In a boost to their fight, the group was profiled in an article in the Ha’aretz Daily newspaper.

Many thanks for the UJA-Federation of New York for their support of this program.

 

Continuing Pope Paul VI’s Tradition Peacefully on Mount Zion

“Veni, Sancte Spiritus/ tui amoris in eis ignem accende,” – Come Holy Spirit, hug your believers in the fire of your love

Last week our Window to Mount Zion volunteers were part of an extraordinary joint prayer service that took place in the Room of the Last Supper (read here in Hebrew about it) on Mount Zion.

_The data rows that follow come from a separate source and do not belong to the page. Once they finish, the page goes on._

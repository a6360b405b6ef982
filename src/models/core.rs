// src/models/core.rs

use chrono::NaiveDateTime;
use serde::{Deserialize, Serialize};

/// Confirmation status of a match as it appears in the gazette workflow.
/// Status may only ever escalate from `Published` to `Approved`.
#[derive(Debug, Clone, Copy, PartialEq, Eq, Serialize, Deserialize)]
pub enum MatchStatus {
    Published,
    Approved,
}

impl MatchStatus {
    pub fn as_str(&self) -> &'static str {
        match self {
            MatchStatus::Published => "Published",
            MatchStatus::Approved => "Approved",
        }
    }

    pub fn from_db_str(s: &str) -> Self {
        if s == "Approved" {
            MatchStatus::Approved
        } else {
            MatchStatus::Published
        }
    }
}

/// One structured estate notice extracted from raw gazette text.
/// Ephemeral: created fresh per extraction pass, never mutated.
#[derive(Debug, Clone, PartialEq, Serialize, Deserialize)]
pub struct GazetteRecord {
    pub court_station: String,
    pub cause_no: String,
    pub name_of_deceased: String,
    pub status_at_gp: MatchStatus,
    pub volume_no: String,
    pub date_published: String,
}

/// One row from the comparison spreadsheet, with the decedent-name field
/// already resolved from its arbitrary author-chosen column labels.
#[derive(Debug, Clone, PartialEq, Serialize, Deserialize)]
pub struct RegistryRow {
    pub columns: Vec<(String, String)>,
    pub name_raw: String,
}

impl RegistryRow {
    /// Builds a row from decoded tabular output, resolving the decedent name.
    /// A row whose resolution misses gets an empty `name_raw` and is later
    /// excluded from matching; that is expected, not an error.
    pub fn from_columns(columns: Vec<(String, String)>) -> Self {
        let name_raw = crate::extraction::registry::resolve_name(&columns);
        Self { columns, name_raw }
    }

    pub fn has_name(&self) -> bool {
        !self.name_raw.trim().is_empty()
    }
}

/// A durably stored match row, one per composite identity
/// (court_station, cause_no, name_norm, date_published, volume_no).
#[derive(Debug, Clone, Serialize, Deserialize)]
pub struct PersistedMatch {
    pub id: i64,
    pub court_station: String,
    pub cause_no: String,
    pub name_norm: String,
    pub name_of_deceased: String,
    pub status_at_gp: MatchStatus,
    pub volume_no: String,
    pub date_published: String,
    pub score: f64,
    pub duplicate: bool,
    pub excel_name: Option<String>,
    pub match_type: Option<String>,
    pub created_at: NaiveDateTime,
    pub updated_at: NaiveDateTime,
}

Held every year during the last week of January, this was an extremely diverse gathering – Ethiopians and Copts, Catholics and Orthodox, Romanian, Armenian, Lutheran and other communities; Priests, nuns, students of theology and many laymen, shoulder to shoulder to pray for the unity of the Christian church. All 150 of them praying for Christian unity. This is no small feat, given the centuries-old history of rivalry and worse between the different divisions of the Christian church.

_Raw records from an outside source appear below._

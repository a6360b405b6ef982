// src/extraction/registry.rs - Decedent-name column resolution for registry rows

/// Known labels for the decedent-name column, tried in priority order after
/// label normalization. Spreadsheet authors are inconsistent; this list plus
/// the "deceased" substring fallback below replaces guessing across header
/// variants.
pub const NAME_COLUMN_SYNONYMS: [&str; 7] = [
    "name of the deceased",
    "name of deceased",
    "deceased name",
    "deceased s name",
    "full name",
    "deceased",
    "name",
];

/// Normalizes a column label: lower-case, curly apostrophes unified, every
/// non-alphanumeric character replaced by a space, whitespace collapsed.
fn normalize_label(label: &str) -> String {
    let unified = label.to_lowercase().replace(['\u{2018}', '\u{2019}'], "'");
    let spaced: String = unified
        .chars()
        .map(|c| if c.is_alphanumeric() { c } else { ' ' })
        .collect();
    spaced.split_whitespace().collect::<Vec<_>>().join(" ")
}

/// Resolves the most likely decedent-name value from a row of arbitrary
/// author-chosen column labels. Returns an empty string when nothing
/// matches; such rows are excluded from matching, which is expected rather
/// than an error.
pub fn resolve_name(columns: &[(String, String)]) -> String {
    let normalized: Vec<(String, &str)> = columns
        .iter()
        .map(|(label, value)| (normalize_label(label), value.trim()))
        .collect();

    for synonym in &NAME_COLUMN_SYNONYMS {
        if let Some((_, value)) = normalized
            .iter()
            .find(|(label, value)| label == synonym && !value.is_empty())
        {
            return value.to_string();
        }
    }

    for (label, value) in &normalized {
        if label.contains("deceased") && !value.is_empty() {
            return value.to_string();
        }
    }

    String::new()
}

#[cfg(test)]
mod tests {
    use super::*;

    fn row(pairs: &[(&str, &str)]) -> Vec<(String, String)> {
        pairs
            .iter()
            .map(|(l, v)| (l.to_string(), v.to_string()))
            .collect()
    }

    #[test]
    fn test_synonym_priority_order() {
        let columns = row(&[
            ("Name", "Wrong Person"),
            ("Name of the Deceased", "John Kamau"),
        ]);
        assert_eq!(resolve_name(&columns), "John Kamau");
    }

    #[test]
    fn test_label_normalization_handles_punctuation_and_case() {
        let columns = row(&[("NAME-OF_DECEASED", "Mary Atieno")]);
        assert_eq!(resolve_name(&columns), "Mary Atieno");
    }

    #[test]
    fn test_curly_apostrophe_label() {
        let columns = row(&[("Deceased\u{2019}s Name", "Peter Mwangi")]);
        assert_eq!(resolve_name(&columns), "Peter Mwangi");
    }

    #[test]
    fn test_substring_fallback() {
        let columns = row(&[
            ("Court Station", "Nairobi"),
            ("Particulars of Deceased Person", "Jane Wanjiku"),
        ]);
        assert_eq!(resolve_name(&columns), "Jane Wanjiku");
    }

    #[test]
    fn test_empty_values_are_skipped() {
        let columns = row(&[
            ("Deceased Name", "   "),
            ("Full Name", "Samuel Kiptoo"),
        ]);
        assert_eq!(resolve_name(&columns), "Samuel Kiptoo");
    }

    #[test]
    fn test_miss_returns_empty_string() {
        let columns = row(&[("Court", "Nakuru"), ("Cause No", "55 OF 2019")]);
        assert_eq!(resolve_name(&columns), "");
    }
}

The event was led by the Benedictine monks from the nearby Dormition Abbey (read here in Hebrew about it). They read from the Bible: Isaiah’s prophecy: “My House will be a house of prayer all peoples,” sang psalms, read from the New Testament as well. Sermons were given in Latin, German, French, English, Hebrew and Arabic, each one with a message of unity in faith, hope for a better world and a determination to stand together against difficulties along the way. Our Window on Mount Zion volunteers, in coordination with both the police and the monks leading the service, served as ushers and made sure the service proceeded smoothly. Both the police and monks were extremely grateful for our assistance.

The event ended with the Lord’s Prayer. As participants left, Jewish passersby, on their way to worship at David Tomb, greeted the Christians, creating an atmosphere of coexistence, mutual respect and cooperation. This is exactly the type of relations we are striving for in the Window on Mount Zion project.

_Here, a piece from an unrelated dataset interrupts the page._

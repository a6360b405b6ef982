pub mod gazette;
pub mod registry;

pub use gazette::extract;
pub use registry::resolve_name;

How did this tradition come about? In 1964, Pope Paul VI made his first papal visit to the Middle East since the Middle Ages, during which he visited various Orthodox communities. In January 1964 he conducted an historic meeting with the Orthodox Patriarch of Constantinople, the first such meeting in 900 years! Since then, in an attempt to continue this improvement of relations, Christians around the world hold joint prayer services during the last week of January. In Jerusalem, this week was sealed with a joint prayer in the Room of the Last Supper, formally a neutral place, historically and religiously significant, and a sacred site to almost all the Christian communities in the city.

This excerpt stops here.